◆ **TASK TO CARRY OUT**: In the entries that follow, find every line containing "PathBuf" and copy it.

*** MATERIAL PROVIDED ***

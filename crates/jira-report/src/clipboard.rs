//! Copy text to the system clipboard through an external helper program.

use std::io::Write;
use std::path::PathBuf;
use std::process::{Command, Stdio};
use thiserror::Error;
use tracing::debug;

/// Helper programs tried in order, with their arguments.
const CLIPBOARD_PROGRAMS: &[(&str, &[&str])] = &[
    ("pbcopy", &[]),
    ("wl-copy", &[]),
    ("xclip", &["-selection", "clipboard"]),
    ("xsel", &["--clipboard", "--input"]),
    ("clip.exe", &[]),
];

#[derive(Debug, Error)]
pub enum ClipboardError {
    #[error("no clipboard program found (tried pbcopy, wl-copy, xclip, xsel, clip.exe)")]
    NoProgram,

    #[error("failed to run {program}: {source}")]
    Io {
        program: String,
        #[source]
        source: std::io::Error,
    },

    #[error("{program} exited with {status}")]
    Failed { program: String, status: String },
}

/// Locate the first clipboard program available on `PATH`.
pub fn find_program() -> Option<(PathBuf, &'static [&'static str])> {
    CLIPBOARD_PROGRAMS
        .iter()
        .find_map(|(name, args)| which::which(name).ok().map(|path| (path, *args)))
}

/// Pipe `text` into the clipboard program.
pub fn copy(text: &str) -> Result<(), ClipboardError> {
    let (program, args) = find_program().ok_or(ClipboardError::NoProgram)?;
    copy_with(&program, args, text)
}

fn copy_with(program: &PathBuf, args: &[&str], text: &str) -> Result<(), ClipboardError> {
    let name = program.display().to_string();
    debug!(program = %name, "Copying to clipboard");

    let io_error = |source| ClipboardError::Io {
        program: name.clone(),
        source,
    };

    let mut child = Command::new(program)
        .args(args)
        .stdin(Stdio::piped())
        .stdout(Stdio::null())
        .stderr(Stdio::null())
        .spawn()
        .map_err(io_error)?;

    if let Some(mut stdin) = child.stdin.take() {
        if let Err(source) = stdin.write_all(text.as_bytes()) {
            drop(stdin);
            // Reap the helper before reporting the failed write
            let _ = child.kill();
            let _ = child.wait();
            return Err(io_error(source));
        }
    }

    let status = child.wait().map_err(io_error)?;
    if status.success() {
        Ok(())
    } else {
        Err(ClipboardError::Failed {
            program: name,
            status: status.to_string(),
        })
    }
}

***

◆ **PROBLEM SOLUTION**:
use std::path::PathBuf;
pub fn find_program() -> Option<(PathBuf, &'static [&'static str])> {
fn copy_with(program: &PathBuf, args: &[&str], text: &str) -> Result<(), ClipboardError> {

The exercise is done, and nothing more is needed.